The last requirement a FELA claimant must establish is that he suffered
a physical, bodily injury or death. The FELA does not redress claims for
wrongful discharge, defamation of character, wrongful discharge or other
non- tortuous conduct which does not result in physical injury to the
claimant. The injury must be physical or, at the very least, be incident
to a physical component. Hence, there can be no recovery where a claimant
establishes only mental injury or distress.

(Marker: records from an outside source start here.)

/// Plot with equal axis scaling and no axes, for shapes.
fn canvas_plot(id: &str) -> Plot<'static> {
    Plot::new(id)
        .height(CHART_HEIGHT)
        .data_aspect(1.0)
        .show_axes([false, false])
        .show_grid(false)
        .legend(Legend::default())
}

fn category_colors(labels: &[String]) -> ColorMap {
    ColorMap::new(labels.iter().map(String::as_str))
}

fn fill(c: Color32) -> Color32 {
    c.gamma_multiply(0.6)
}

// ---------------------------------------------------------------------------
// Bar-like charts
// ---------------------------------------------------------------------------

fn bars(ui: &mut Ui, axes: &Axes, values: &[f64]) {
    let chart = BarChart::new(
        values
            .iter()
            .enumerate()
            .map(|(i, v)| Bar::new(i as f64, *v).width(0.7))
            .collect(),
    )
    .color(Color32::LIGHT_BLUE)
    .name(axes.y_label.clone());
    base_plot("bars", axes).show(ui, |plot_ui| plot_ui.bar_chart(chart));
}

fn stacked_bars(ui: &mut Ui, axes: &Axes, legend_title: &str, series: &[(String, Vec<f64>)]) {
    let names: Vec<String> = series.iter().map(|(name, _)| name.clone()).collect();
    let colors = category_colors(&names);
    let mut charts: Vec<BarChart> = Vec::with_capacity(series.len());
    for (name, values) in series {
        let bars = values
            .iter()
            .enumerate()
            .map(|(i, v)| Bar::new(i as f64, *v).width(0.7))
            .collect();
        let below: Vec<&BarChart> = charts.iter().collect();
        let chart = BarChart::new(bars)
            .color(colors.color_for(name))
            .name(format!("{legend_title}: {name}"))
            .stack_on(&below);
        charts.push(chart);
    }
    base_plot("stacked", axes).show(ui, |plot_ui| {
        for chart in charts {
            plot_ui.bar_chart(chart);
        }
    });
}

fn histogram_bars(bins: &[Bin], color: Color32) -> BarChart {
    BarChart::new(
        bins.iter()
            .map(|b| Bar::new(b.center(), b.count as f64).width(b.width()))
            .collect(),
    )
    .color(color)
}
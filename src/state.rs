use std::path::{Path, PathBuf};

use anyhow::{Context, Result};

use crate::charts::{self, ChartOutcome, Tab};
use crate::config::DashboardConfig;
use crate::data::loader::load_file;
use crate::data::model::Dataset;
use crate::data::pivot::PivotTable;

// ---------------------------------------------------------------------------
// Application state
// ---------------------------------------------------------------------------

/// The full UI state, independent of rendering.
pub struct AppState {
    /// Loaded dataset (None until user loads a file).
    pub dataset: Option<Dataset>,

    /// Where the dataset came from.
    pub source: Option<PathBuf>,

    pub config: DashboardConfig,

    /// Chart results for the current dataset, in display order.
    pub outcomes: Vec<ChartOutcome>,

    pub active_tab: Tab,

    /// Status / error message shown in the UI.
    pub status_message: Option<String>,
}

impl Default for AppState {
    fn default() -> Self {
        Self::new(DashboardConfig::default())
    }
}

impl AppState {
    pub fn new(config: DashboardConfig) -> Self {
        Self {
            dataset: None,
            source: None,
            config,
            outcomes: Vec::new(),
            active_tab: Tab::Basic,
            status_message: None,
        }
    }

    /// Ingest a newly loaded dataset and evaluate every chart once.
    pub fn set_dataset(&mut self, dataset: Dataset) {
        self.outcomes = charts::evaluate_all(&dataset, &self.config);
        self.dataset = Some(dataset);
        self.status_message = None;
    }

    /// Forget the current dataset and its charts.
    pub fn clear(&mut self) {
        self.dataset = None;
        self.source = None;
        self.outcomes.clear();
    }

    /// Load a file; on failure the previous dataset is dropped and the
    /// error becomes the status message.
    pub fn load_path(&mut self, path: &Path) {
        match load_file(path) {
            Ok(dataset) => {
                log::info!(
                    "Loaded {} rows with columns {:?} from {}",
                    dataset.len(),
                    dataset.column_names(),
                    path.display()
                );
                self.set_dataset(dataset);
                self.source = Some(path.to_path_buf());
            }
            Err(e) => {
                log::error!("Failed to load file: {e:#}");
                self.clear();
                self.status_message = Some(format!("Error: {e:#}"));
            }
        }
    }

    /// Outcomes belonging to the active tab.
    pub fn active_outcomes(&self) -> impl Iterator<Item = &ChartOutcome> {
        let tab = self.active_tab;
        self.outcomes.iter().filter(move |o| o.tab == tab)
    }

    /// Write a pivot table as CSV.
    pub fn export_pivot(pivot: &PivotTable, path: &Path) -> Result<()> {
        let bytes = pivot.to_csv_bytes()?;
        std::fs::write(path, bytes).with_context(|| format!("writing {}", path.display()))?;
        log::info!(
            "Exported {}x{} pivot to {}",
            pivot.row_labels.len(),
            pivot.column_labels.len(),
            path.display()
        );
        Ok(())
    }
}

#[cfg(test)]
mod tests {
    use std::io::Write;

    use super::*;
    use crate::charts::ChartStatus;
    use crate::charts::test_support::SALES;

    fn write_temp(contents: &str, suffix: &str) -> tempfile::NamedTempFile {
        let mut file = tempfile::Builder::new().suffix(suffix).tempfile().unwrap();
        file.write_all(contents.as_bytes()).unwrap();
        file
    }

    #[test]
    fn loading_evaluates_every_chart() {
        let file = write_temp(SALES, ".csv");
        let mut state = AppState::default();
        state.load_path(file.path());

        assert!(state.status_message.is_none());
        assert_eq!(state.source.as_deref(), Some(file.path()));
        assert_eq!(state.outcomes.len(), charts::REGISTRY.len());
        assert_eq!(state.active_outcomes().count(), 7);
    }

    #[test]
    fn failed_load_clears_previous_dataset() {
        let good = write_temp(SALES, ".csv");
        let bad = write_temp("a,b\n1,2,3\n", ".csv");
        let mut state = AppState::default();
        state.load_path(good.path());
        state.load_path(bad.path());

        assert!(state.dataset.is_none());
        assert!(state.outcomes.is_empty());
        let msg = state.status_message.unwrap();
        assert!(msg.starts_with("Error:"), "{msg}");
    }

    #[test]
    fn exported_pivot_is_readable_csv() {
        let file = write_temp(SALES, ".csv");
        let mut state = AppState::default();
        state.load_path(file.path());
        let pivot = state
            .outcomes
            .iter()
            .find_map(|o| match &o.status {
                ChartStatus::Rendered(charts::ChartArtifact::Extras { pivot, .. }) => {
                    pivot.clone()
                }
                _ => None,
            })
            .unwrap();

        let out = tempfile::Builder::new().suffix(".csv").tempfile().unwrap();
        AppState::export_pivot(&pivot, out.path()).unwrap();
        let text = std::fs::read_to_string(out.path()).unwrap();
        assert!(text.starts_with("product_name,Garden,Tools,Toys"), "{text}");
    }
}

From a procedural aspect FELA actions must generally be commenced within
three years from the day the cause of action accrues. In most cases actions
accrue on the date of the accident; however, other time constraints come
into play in cases of wrongful death. Accordingly, it is imperative that
claimants or their representatives act diligently to ensure that their
claims are asserted in a timely manner.
Other procedural considerations relate to how and where an FELA action
is commenced. While the FELA is a federal statute, an action may be brought
in any federal or state court in the district of the railroad's residence
or principal place of business, or in which the claimant resides and the
railroad is doing business at the time of the commencement of the action.
Selecting the appropriate forum or venue for commencement of the action
is a decision normally made by claimant after consulting with his attorney.
There are a host of considerations which must carefully be weighed when
selecting the venue, as it may impact greatly upon the progress and eventual
outcome of the case.
The foregoing is merely a brief overview of the FELA statute and the rights
and remedies it confers upon injured railroad employees. It goes without
saying that the successful prosecution of any viable FELA claim is largely
dependent upon the particular facts of the case, the availability of witnesses
and evidence to support the claim and the experience of trial counsel
in bringing the case to trial. Nevertheless, any FELA claim can be greatly
enhanced by a basic understanding of the core concepts addressed herein,
and further inquiry into the subject matter will further benefit the diligent.